Problem to solve: Down to the final character, output the records below as they stand.

····················

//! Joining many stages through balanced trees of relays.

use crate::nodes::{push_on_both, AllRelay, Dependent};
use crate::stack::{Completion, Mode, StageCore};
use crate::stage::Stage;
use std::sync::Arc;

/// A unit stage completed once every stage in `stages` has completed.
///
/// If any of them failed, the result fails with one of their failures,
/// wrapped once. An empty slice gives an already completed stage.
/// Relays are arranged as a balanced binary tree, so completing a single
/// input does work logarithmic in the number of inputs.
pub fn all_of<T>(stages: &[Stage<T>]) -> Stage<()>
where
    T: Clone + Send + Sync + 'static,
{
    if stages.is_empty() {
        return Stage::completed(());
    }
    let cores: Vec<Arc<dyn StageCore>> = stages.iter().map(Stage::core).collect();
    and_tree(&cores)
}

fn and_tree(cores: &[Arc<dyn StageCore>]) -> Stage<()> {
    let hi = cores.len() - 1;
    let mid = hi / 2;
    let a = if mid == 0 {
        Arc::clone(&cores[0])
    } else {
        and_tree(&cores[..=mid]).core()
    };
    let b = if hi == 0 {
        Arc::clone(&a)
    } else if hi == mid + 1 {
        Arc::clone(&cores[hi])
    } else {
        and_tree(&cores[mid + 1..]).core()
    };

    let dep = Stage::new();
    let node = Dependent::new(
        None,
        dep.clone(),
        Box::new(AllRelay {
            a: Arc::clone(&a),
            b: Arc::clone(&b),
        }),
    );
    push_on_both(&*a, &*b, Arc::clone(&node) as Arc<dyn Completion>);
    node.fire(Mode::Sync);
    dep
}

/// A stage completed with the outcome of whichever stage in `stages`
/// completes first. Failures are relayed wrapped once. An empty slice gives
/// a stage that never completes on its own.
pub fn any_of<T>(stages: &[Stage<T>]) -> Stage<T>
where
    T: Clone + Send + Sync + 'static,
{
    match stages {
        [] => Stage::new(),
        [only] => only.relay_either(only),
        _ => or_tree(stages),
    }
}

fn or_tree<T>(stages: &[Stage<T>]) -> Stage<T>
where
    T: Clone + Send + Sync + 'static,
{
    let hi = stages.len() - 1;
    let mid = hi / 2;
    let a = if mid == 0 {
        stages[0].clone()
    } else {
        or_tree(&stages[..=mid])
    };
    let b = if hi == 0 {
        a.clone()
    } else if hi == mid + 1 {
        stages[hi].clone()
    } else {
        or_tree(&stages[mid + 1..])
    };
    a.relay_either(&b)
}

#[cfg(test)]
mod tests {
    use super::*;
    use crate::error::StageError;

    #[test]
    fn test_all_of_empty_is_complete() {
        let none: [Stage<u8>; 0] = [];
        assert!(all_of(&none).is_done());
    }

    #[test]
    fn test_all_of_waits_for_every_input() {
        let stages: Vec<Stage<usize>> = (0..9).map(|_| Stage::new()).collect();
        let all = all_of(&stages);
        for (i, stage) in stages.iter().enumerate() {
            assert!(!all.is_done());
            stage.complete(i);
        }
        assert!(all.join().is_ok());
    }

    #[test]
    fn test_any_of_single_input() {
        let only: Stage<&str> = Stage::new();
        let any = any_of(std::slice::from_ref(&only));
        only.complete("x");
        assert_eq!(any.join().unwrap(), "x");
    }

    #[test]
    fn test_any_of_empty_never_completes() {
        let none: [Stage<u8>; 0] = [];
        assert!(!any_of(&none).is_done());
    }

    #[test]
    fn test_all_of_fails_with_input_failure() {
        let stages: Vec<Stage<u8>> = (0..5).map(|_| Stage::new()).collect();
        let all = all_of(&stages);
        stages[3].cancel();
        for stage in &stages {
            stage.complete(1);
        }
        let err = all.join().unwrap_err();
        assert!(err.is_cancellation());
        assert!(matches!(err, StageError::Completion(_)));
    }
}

····················

Result:
//! Joining many stages through balanced trees of relays.

use crate::nodes::{push_on_both, AllRelay, Dependent};
use crate::stack::{Completion, Mode, StageCore};
use crate::stage::Stage;
use std::sync::Arc;

/// A unit stage completed once every stage in `stages` has completed.
///
/// If any of them failed, the result fails with one of their failures,
/// wrapped once. An empty slice gives an already completed stage.
/// Relays are arranged as a balanced binary tree, so completing a single
/// input does work logarithmic in the number of inputs.
pub fn all_of<T>(stages: &[Stage<T>]) -> Stage<()>
where
    T: Clone + Send + Sync + 'static,
{
    if stages.is_empty() {
        return Stage::completed(());
    }
    let cores: Vec<Arc<dyn StageCore>> = stages.iter().map(Stage::core).collect();
    and_tree(&cores)
}

fn and_tree(cores: &[Arc<dyn StageCore>]) -> Stage<()> {
    let hi = cores.len() - 1;
    let mid = hi / 2;
    let a = if mid == 0 {
        Arc::clone(&cores[0])
    } else {
        and_tree(&cores[..=mid]).core()
    };
    let b = if hi == 0 {
        Arc::clone(&a)
    } else if hi == mid + 1 {
        Arc::clone(&cores[hi])
    } else {
        and_tree(&cores[mid + 1..]).core()
    };

    let dep = Stage::new();
    let node = Dependent::new(
        None,
        dep.clone(),
        Box::new(AllRelay {
            a: Arc::clone(&a),
            b: Arc::clone(&b),
        }),
    );
    push_on_both(&*a, &*b, Arc::clone(&node) as Arc<dyn Completion>);
    node.fire(Mode::Sync);
    dep
}

/// A stage completed with the outcome of whichever stage in `stages`
/// completes first. Failures are relayed wrapped once. An empty slice gives
/// a stage that never completes on its own.
pub fn any_of<T>(stages: &[Stage<T>]) -> Stage<T>
where
    T: Clone + Send + Sync + 'static,
{
    match stages {
        [] => Stage::new(),
        [only] => only.relay_either(only),
        _ => or_tree(stages),
    }
}

fn or_tree<T>(stages: &[Stage<T>]) -> Stage<T>
where
    T: Clone + Send + Sync + 'static,
{
    let hi = stages.len() - 1;
    let mid = hi / 2;
    let a = if mid == 0 {
        stages[0].clone()
    } else {
        or_tree(&stages[..=mid])
    };
    let b = if hi == 0 {
        a.clone()
    } else if hi == mid + 1 {
        stages[hi].clone()
    } else {
        or_tree(&stages[mid + 1..])
    };
    a.relay_either(&b)
}

#[cfg(test)]
mod tests {
    use super::*;
    use crate::error::StageError;

    #[test]
    fn test_all_of_empty_is_complete() {
        let none: [Stage<u8>; 0] = [];
        assert!(all_of(&none).is_done());
    }

    #[test]
    fn test_all_of_waits_for_every_input() {
        let stages: Vec<Stage<usize>> = (0..9).map(|_| Stage::new()).collect();
        let all = all_of(&stages);
        for (i, stage) in stages.iter().enumerate() {
            assert!(!all.is_done());
            stage.complete(i);
        }
        assert!(all.join().is_ok());
    }

    #[test]
    fn test_any_of_single_input() {
        let only: Stage<&str> = Stage::new();
        let any = any_of(std::slice::from_ref(&only));
        only.complete("x");
        assert_eq!(any.join().unwrap(), "x");
    }

    #[test]
    fn test_any_of_empty_never_completes() {
        let none: [Stage<u8>; 0] = [];
        assert!(!any_of(&none).is_done());
    }

    #[test]
    fn test_all_of_fails_with_input_failure() {
        let stages: Vec<Stage<u8>> = (0..5).map(|_| Stage::new()).collect();
        let all = all_of(&stages);
        stages[3].cancel();
        for stage in &stages {
            stage.complete(1);
        }
        let err = all.join().unwrap_err();
        assert!(err.is_cancellation());
        assert!(matches!(err, StageError::Completion(_)));
    }
}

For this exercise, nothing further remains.